Но, ехидная недотыкомка серая начнет сейчас же над ним издеваться, потому что, кроме крестного знамения — нет против нее заклятия, и заветные слова и волшебные чары ‘таинственного друга’ здесь бессильны.
И опять поэт срывается с вершины в пропасть, в бурное море. И опять он надеется спастись отрицанием.
Когда я в бурном море плавал
И мой корабль пошел ко дну,
Я так воззвал: отец мой дьявол,
Спаси, помилуй, — я тону.
И Дьявол спас поэта. Но это спасение в погибель. Оно дает силы уйти в свое гордое несчастное одиночество, но взглянуть на мир и людей с поднятым, незакрытым лицом — оно сил не даст.

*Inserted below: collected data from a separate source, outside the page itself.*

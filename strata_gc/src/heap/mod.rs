//! The heap and its spaces.
//!
//! ```text
//!  ┌──────────────────────────── Heap ─────────────────────────────┐
//!  │ read-only │ new (to/from) │ old │ code │ shared │ large (x4)  │
//!  └───────────┴───────────────┴─────┴──────┴────────┴─────────────┘
//!        all pages registered with one MemoryAllocator
//! ```
//!
//! - Read-only: immortal root maps, sealed after bootstrap
//! - New: semispace young generation, scavenged by the minor collector
//! - Old, code, shared: paged spaces with LAB and free list
//! - Large object spaces: one object per page, young and old variants
//!
//! The [`Heap`] is the only entry point for the mutator: allocation,
//! object factories, checked field access, handles and explicit
//! collection all go through it.

mod allocator;
mod factory;
mod free_list;
mod large_object_space;
mod new_space;
mod paged_space;
mod read_only_space;
mod space;
mod verify;

pub use free_list::{CATEGORY_BOUNDARIES, FreeList, FreeRegion, MIN_BLOCK_SIZE, NUM_CATEGORIES};
pub use large_object_space::LargeObjectSpace;
pub use new_space::{NewSpace, SemiSpace, SemiSpaceId};
pub use paged_space::PagedSpace;
pub use read_only_space::ReadOnlySpace;
pub use space::{AddressClass, AllocationOrigin, LinearAllocationArea, Space, SpaceKind};

use crate::collector::{GcPhase, MarkingState};
use crate::config::HeapConfig;
use crate::error::HeapError;
use crate::memory::{MemoryAllocator, PageRef};
use crate::objects::{HeapObject, MapWord, ReadOnlyRoots};
use crate::roots::{GlobalHandle, HandleScope, LocalHandle, RootProvider, RootSet};
use crate::stats::GcStats;
use crate::tracer::{DEFAULT_EVENT_CAPACITY, GcTracer};
use std::sync::Arc;
use strata_core::{Address, HeapReference, TaggedValue};

/// A garbage-collected heap.
///
/// Owns every space, the root set and the collector state. References to
/// heap objects are plain [`TaggedValue`]s and become stale at the next
/// collection unless held in a handle.
pub struct Heap {
    pub(crate) config: HeapConfig,
    pub(crate) memory: Arc<MemoryAllocator>,

    pub(crate) read_only_space: ReadOnlySpace,
    pub(crate) read_only_roots: ReadOnlyRoots,
    pub(crate) new_space: NewSpace,
    pub(crate) new_lo_space: LargeObjectSpace,
    pub(crate) old_space: PagedSpace,
    pub(crate) code_space: PagedSpace,
    pub(crate) shared_space: PagedSpace,
    pub(crate) lo_space: LargeObjectSpace,
    pub(crate) code_lo_space: LargeObjectSpace,
    pub(crate) shared_lo_space: LargeObjectSpace,

    pub(crate) roots: RootSet,
    pub(crate) marking: MarkingState,
    pub(crate) phase: GcPhase,

    pub(crate) stats: GcStats,
    pub(crate) tracer: GcTracer,

    /// Evacuated pages kept mapped until the next collection so forwarding
    /// words stay readable.
    pub(crate) pending_release: Vec<PageRef>,
    /// Allocation volume since the last incremental marking step.
    pub(crate) bytes_since_marking_step: usize,
}

impl Heap {
    /// Create a heap: validate the configuration, bootstrap the read-only
    /// roots and commit the young generation.
    pub fn new(config: HeapConfig) -> Result<Self, HeapError> {
        config.validate()?;
        let memory = Arc::new(MemoryAllocator::new(
            config.initial_old_size,
            config.max_old_size,
        ));

        let mut read_only_space = ReadOnlySpace::new(memory.clone())?;
        let read_only_roots = ReadOnlyRoots::bootstrap(&mut read_only_space)?;
        read_only_space.seal();

        let new_space = NewSpace::new(&memory, config.semi_space_pages())?;
        let new_lo_space =
            LargeObjectSpace::new(SpaceKind::New, memory.clone(), new_space.capacity());
        let paged =
            |identity| PagedSpace::new(identity, memory.clone(), read_only_roots);
        let large = |identity| LargeObjectSpace::new(identity, memory.clone(), 0);

        let heap = Self {
            old_space: paged(SpaceKind::Old),
            code_space: paged(SpaceKind::Code),
            shared_space: paged(SpaceKind::Shared),
            lo_space: large(SpaceKind::LargeObject),
            code_lo_space: large(SpaceKind::Code),
            shared_lo_space: large(SpaceKind::Shared),
            tracer: GcTracer::new(DEFAULT_EVENT_CAPACITY, config.trace_gc),
            config,
            memory,
            read_only_space,
            read_only_roots,
            new_space,
            new_lo_space,
            roots: RootSet::new(),
            marking: MarkingState::new(),
            phase: GcPhase::Idle,
            stats: GcStats::default(),
            pending_release: Vec::new(),
            bytes_since_marking_step: 0,
        };
        tracing::info!(
            target: "strata_gc::heap",
            semi_space = heap.config.semi_space_size,
            initial_old = heap.config.initial_old_size,
            max_old = heap.config.max_old_size,
            "heap created"
        );
        Ok(heap)
    }

    // =========================================================================
    // Accessors
    // =========================================================================

    /// The configuration the heap was created with.
    #[inline]
    pub fn config(&self) -> &HeapConfig {
        &self.config
    }

    /// The page allocator and chunk registry.
    #[inline]
    pub fn memory(&self) -> &MemoryAllocator {
        &self.memory
    }

    /// Collection statistics.
    #[inline]
    pub fn stats(&self) -> &GcStats {
        &self.stats
    }

    /// Recent collection events.
    #[inline]
    pub fn tracer(&self) -> &GcTracer {
        &self.tracer
    }

    /// The root set.
    #[inline]
    pub fn roots(&self) -> &RootSet {
        &self.roots
    }

    /// Incremental marking state.
    #[inline]
    pub fn marking(&self) -> &MarkingState {
        &self.marking
    }

    /// What the collector is doing.
    #[inline]
    pub fn phase(&self) -> GcPhase {
        self.phase
    }

    /// Whether incremental marking is in progress.
    #[inline]
    pub fn is_marking(&self) -> bool {
        self.marking.is_active()
    }

    /// The immortal root maps.
    #[inline]
    pub fn read_only_roots(&self) -> &ReadOnlyRoots {
        &self.read_only_roots
    }

    /// The read-only space.
    #[inline]
    pub fn read_only_space(&self) -> &ReadOnlySpace {
        &self.read_only_space
    }

    /// The young generation.
    #[inline]
    pub fn new_space(&self) -> &NewSpace {
        &self.new_space
    }

    /// Young large objects.
    #[inline]
    pub fn new_lo_space(&self) -> &LargeObjectSpace {
        &self.new_lo_space
    }

    /// Old generation, regular pages.
    #[inline]
    pub fn old_space(&self) -> &PagedSpace {
        &self.old_space
    }

    /// Code pages.
    #[inline]
    pub fn code_space(&self) -> &PagedSpace {
        &self.code_space
    }

    /// Shared pages.
    #[inline]
    pub fn shared_space(&self) -> &PagedSpace {
        &self.shared_space
    }

    /// Old large objects.
    #[inline]
    pub fn lo_space(&self) -> &LargeObjectSpace {
        &self.lo_space
    }

    /// Large code objects.
    #[inline]
    pub fn code_lo_space(&self) -> &LargeObjectSpace {
        &self.code_lo_space
    }

    /// Large shared objects.
    #[inline]
    pub fn shared_lo_space(&self) -> &LargeObjectSpace {
        &self.shared_lo_space
    }

    // =========================================================================
    // Roots
    // =========================================================================

    /// Hold `value` across collections until [`Heap::destroy_global`].
    pub fn create_global(&mut self, value: TaggedValue) -> GlobalHandle {
        self.roots.globals_mut().create(value)
    }

    /// Current value of a global handle.
    pub fn global(&self, handle: GlobalHandle) -> Option<TaggedValue> {
        self.roots.globals().get(handle)
    }

    /// Overwrite a global handle. Returns false for a destroyed handle.
    pub fn set_global(&mut self, handle: GlobalHandle, value: TaggedValue) -> bool {
        self.roots.globals_mut().set(handle, value)
    }

    /// Release a global handle.
    pub fn destroy_global(&mut self, handle: GlobalHandle) {
        self.roots.globals_mut().destroy(handle);
    }

    /// Open a handle scope; locals created until it closes are roots.
    pub fn open_handle_scope(&mut self) -> HandleScope {
        self.roots.locals_mut().open_scope()
    }

    /// Close a scope and drop its locals.
    pub fn close_handle_scope(&mut self, scope: HandleScope) {
        self.roots.locals_mut().close_scope(scope);
    }

    /// Hold `value` until the innermost scope closes.
    pub fn create_local(&mut self, value: TaggedValue) -> LocalHandle {
        self.roots.locals_mut().create(value)
    }

    /// Current value of a local handle.
    pub fn local(&self, handle: LocalHandle) -> Option<TaggedValue> {
        self.roots.locals().get(handle)
    }

    /// Register an external source of roots.
    pub fn add_root_provider(&mut self, provider: Box<dyn RootProvider + Send>) {
        self.roots.add_provider(provider);
    }

    // =========================================================================
    // Queries
    // =========================================================================

    /// Which space owns the page containing `address`.
    pub fn classify_address(&self, address: Address) -> AddressClass {
        match self.memory.lookup(address) {
            Some(page) => AddressClass::InSpace(page.owner()),
            None => AddressClass::NotHeap,
        }
    }

    /// Where `reference` moved during the last collection, if it did.
    ///
    /// Follows forwarding words left in from-space and on evacuated pages,
    /// which stay readable until the next collection starts.
    pub fn is_forwarded(&self, reference: HeapReference) -> Option<HeapReference> {
        let mut current = reference.address();
        let mut moved = false;
        while let Some(page) = self.memory.lookup(current) {
            if !page.contains(current) {
                break;
            }
            match HeapObject::from_address(current).map_word() {
                MapWord::ForwardedTo(target) => {
                    current = target;
                    moved = true;
                }
                _ => break,
            }
        }
        moved.then(|| HeapObject::from_address(current).reference())
    }

    /// Every page whose objects may hold old-generation slots.
    pub fn old_generation_pages(&self) -> Vec<PageRef> {
        let paged = [&self.old_space, &self.code_space, &self.shared_space];
        let large = [&self.lo_space, &self.code_lo_space, &self.shared_lo_space];
        paged
            .into_iter()
            .flat_map(|space| space.pages().iter().copied())
            .chain(large.into_iter().flat_map(|space| space.pages().iter().copied()))
            .collect()
    }

    /// Bytes held by young objects.
    pub fn young_generation_size(&self) -> usize {
        self.new_space.size() + self.new_lo_space.size()
    }

    /// Bytes held by old-generation objects.
    pub fn old_generation_size(&self) -> usize {
        self.old_space.size()
            + self.code_space.size()
            + self.shared_space.size()
            + self.lo_space.size()
            + self.code_lo_space.size()
            + self.shared_lo_space.size()
    }

    /// Bytes held by objects outside read-only space.
    pub fn size_of_objects(&self) -> usize {
        self.young_generation_size() + self.old_generation_size()
    }

    // =========================================================================
    // Maintenance
    // =========================================================================

    /// Return every paged space's LAB tail to its free list.
    ///
    /// Afterwards every page can be walked object by object.
    pub fn free_linear_allocation_areas(&mut self) {
        self.old_space.free_linear_allocation_area();
        self.code_space.free_linear_allocation_area();
        self.shared_space.free_linear_allocation_area();
    }

    /// Unmap the pages emptied by the previous evacuation.
    pub(crate) fn release_pending_pages(&mut self) {
        if self.pending_release.is_empty() {
            return;
        }
        let count = self.pending_release.len();
        for page in self.pending_release.drain(..) {
            self.memory.free_page(page);
        }
        tracing::debug!(target: "strata_gc::heap", count, "released evacuated pages");
    }

    /// Report an unrecoverable allocation failure to the OOM handler.
    pub(crate) fn fatal_out_of_memory(&self, message: &str) -> ! {
        tracing::error!(
            target: "strata_gc::heap",
            young = self.young_generation_size(),
            old = self.old_generation_size(),
            committed = self.memory.committed(),
            "out of memory: {message}"
        );
        self.stats.log_summary();
        (self.config.oom_handler)(message)
    }
}

#[cfg(test)]
mod tests {
    use super::*;
    use crate::config::ConfigError;
    use crate::memory::{CHUNK_SIZE, PAGE_AREA_SIZE};

    #[test]
    fn test_new_heap_is_empty() {
        let heap = Heap::new(HeapConfig::for_testing()).unwrap();
        assert_eq!(heap.size_of_objects(), 0);
        assert!(heap.old_generation_pages().is_empty());
        assert_eq!(heap.phase(), GcPhase::Idle);
        assert!(heap.read_only_space().is_sealed());
        assert_eq!(heap.new_space().capacity(), PAGE_AREA_SIZE);
    }

    #[test]
    fn test_invalid_config_is_rejected() {
        let config = HeapConfig {
            semi_space_size: CHUNK_SIZE / 2,
            ..HeapConfig::for_testing()
        };
        assert!(matches!(
            Heap::new(config),
            Err(HeapError::Config(ConfigError::SemiSpaceTooSmall))
        ));
    }

    #[test]
    fn test_classify_address() {
        let mut heap = Heap::new(HeapConfig::for_testing()).unwrap();
        let young = heap.new_fixed_array(2, SpaceKind::New);
        let old = heap.new_fixed_array(2, SpaceKind::Old);
        let code = heap.new_code(&[0x90; 8], TaggedValue::ZERO);
        let map = heap.read_only_roots().fixed_array_map();
        let local = 0u64;

        let class = |object: HeapObject| heap.classify_address(object.address());
        assert_eq!(class(young.object()), AddressClass::InSpace(SpaceKind::New));
        assert_eq!(class(old.object()), AddressClass::InSpace(SpaceKind::Old));
        assert_eq!(class(code.object()), AddressClass::InSpace(SpaceKind::Code));
        assert_eq!(class(map.object()), AddressClass::InSpace(SpaceKind::ReadOnly));
        assert_eq!(
            heap.classify_address(Address::from_ptr(&local)),
            AddressClass::NotHeap
        );
    }

    #[test]
    fn test_is_forwarded_after_scavenge() {
        let mut heap = Heap::new(HeapConfig::for_testing()).unwrap();
        let array = heap.new_fixed_array(3, SpaceKind::New);
        let before = array.reference();
        let handle = heap.create_global(array.to_tagged());
        assert_eq!(heap.is_forwarded(before), None);

        heap.collect_garbage(crate::GcKind::Minor, crate::GcReason::Testing);
        let after = heap.global(handle).unwrap().as_heap_reference().unwrap();
        assert_ne!(after, before);
        assert_eq!(heap.is_forwarded(before), Some(after));
        assert_eq!(heap.is_forwarded(after), None);
    }

    #[test]
    fn test_local_handles_scope() {
        let mut heap = Heap::new(HeapConfig::for_testing()).unwrap();
        let scope = heap.open_handle_scope();
        let local = heap.create_local(TaggedValue::from_small_int(7).unwrap());
        assert_eq!(heap.local(local), TaggedValue::from_small_int(7).ok());
        heap.close_handle_scope(scope);
        assert_eq!(heap.local(local), None);
    }
}
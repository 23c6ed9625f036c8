//! Field offsets and fixed sizes of the built-in object layouts.
//!
//! ```text
//!  Map         [map | instance_type:smi | instance_size:smi]
//!  FreeSpace   [map | size:smi | next]
//!  Fillers     [map] / [map | pad]
//!  FixedArray  [map | length:smi | element 0 | element 1 | ...]
//!  ByteArray   [map | length:smi | bytes ... (padded to a word)]
//!  JsObject    [map | field 0 | field 1 | ...]
//!  Code        [map | body_size:smi | constants | pad | instructions ...]
//! ```

use strata_core::WORD_SIZE;

/// Offset of the map word.
pub const MAP_OFFSET: usize = 0;

/// Size of the map word.
pub const HEADER_SIZE: usize = WORD_SIZE;

/// Map: instance type field.
pub const MAP_INSTANCE_TYPE_OFFSET: usize = 8;
/// Map: instance size field (0 for variable-sized types).
pub const MAP_INSTANCE_SIZE_OFFSET: usize = 16;
/// Map: total size.
pub const MAP_SIZE: usize = 24;

/// FreeSpace: size field.
pub const FREE_SPACE_SIZE_OFFSET: usize = 8;
/// FreeSpace: next-node field.
pub const FREE_SPACE_NEXT_OFFSET: usize = 16;
/// Smallest region that can carry a FreeSpace header.
pub const MIN_FREE_SPACE_SIZE: usize = 24;

/// One-word filler.
pub const ONE_POINTER_FILLER_SIZE: usize = WORD_SIZE;
/// Two-word filler.
pub const TWO_POINTER_FILLER_SIZE: usize = 2 * WORD_SIZE;

/// FixedArray and ByteArray: length field.
pub const LENGTH_OFFSET: usize = 8;
/// FixedArray: first element.
pub const FIXED_ARRAY_HEADER_SIZE: usize = 16;
/// ByteArray: first byte.
pub const BYTE_ARRAY_HEADER_SIZE: usize = 16;

/// JsObject: first in-object field.
pub const JS_OBJECT_HEADER_SIZE: usize = WORD_SIZE;

/// Code: instruction-stream size field.
pub const CODE_BODY_SIZE_OFFSET: usize = 8;
/// Code: tagged constant pool reference.
pub const CODE_CONSTANTS_OFFSET: usize = 16;
/// Code: first instruction byte. Aligned so instructions share the object's
/// code alignment.
pub const CODE_HEADER_SIZE: usize = 32;

// Size helpers saturate at `usize::MAX`, which the allocator rejects as
// larger than any object.

#[inline]
const fn word_aligned_or_max(size: usize) -> usize {
    match strata_core::checked_align_up(size, WORD_SIZE) {
        Some(aligned) => aligned,
        None => usize::MAX,
    }
}

/// Size of a FixedArray with `length` elements.
#[inline]
pub const fn fixed_array_size(length: usize) -> usize {
    FIXED_ARRAY_HEADER_SIZE.saturating_add(length.saturating_mul(WORD_SIZE))
}

/// Size of a ByteArray with `length` bytes.
#[inline]
pub const fn byte_array_size(length: usize) -> usize {
    word_aligned_or_max(BYTE_ARRAY_HEADER_SIZE.saturating_add(length))
}

/// Size of a JsObject with `fields` in-object fields.
#[inline]
pub const fn js_object_size(fields: usize) -> usize {
    JS_OBJECT_HEADER_SIZE.saturating_add(fields.saturating_mul(WORD_SIZE))
}

/// Size of a Code object with `body_size` instruction bytes.
#[inline]
pub const fn code_size(body_size: usize) -> usize {
    CODE_HEADER_SIZE.saturating_add(word_aligned_or_max(body_size))
}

А вся тайна жизни, вся прелесть бытия только в том и состоит, чтобы с открытым лицом смотреть на ближних, на природу и небеса, всюду, где есть Бог.
А бедный, измученный, дорогой нам всем, ранним предтечам слишком медленной весны, поэт закрывает свое лицо и хватается за маску, как за спасительное средство.
Я лицо укрыл бы в маске,
Нахлобучил бы колпак
И в бесстыдно-дикой пляске
Позабыл бы кое-как
Роковых сомнений стаю
И укоры без конца, —
Все, пред чем не поднимаю
Незакрытого лица…
Этот вопль брата, поэта, одаренного великим даром художника — не может не найти отзвука в тех, у кого бьется в груди живое сердце, и кто верит в будущее освобождение от серой недотыкомки.
Впервые опубликовано: ‘Новый путь’. 1904. No 2. С. 210-215 .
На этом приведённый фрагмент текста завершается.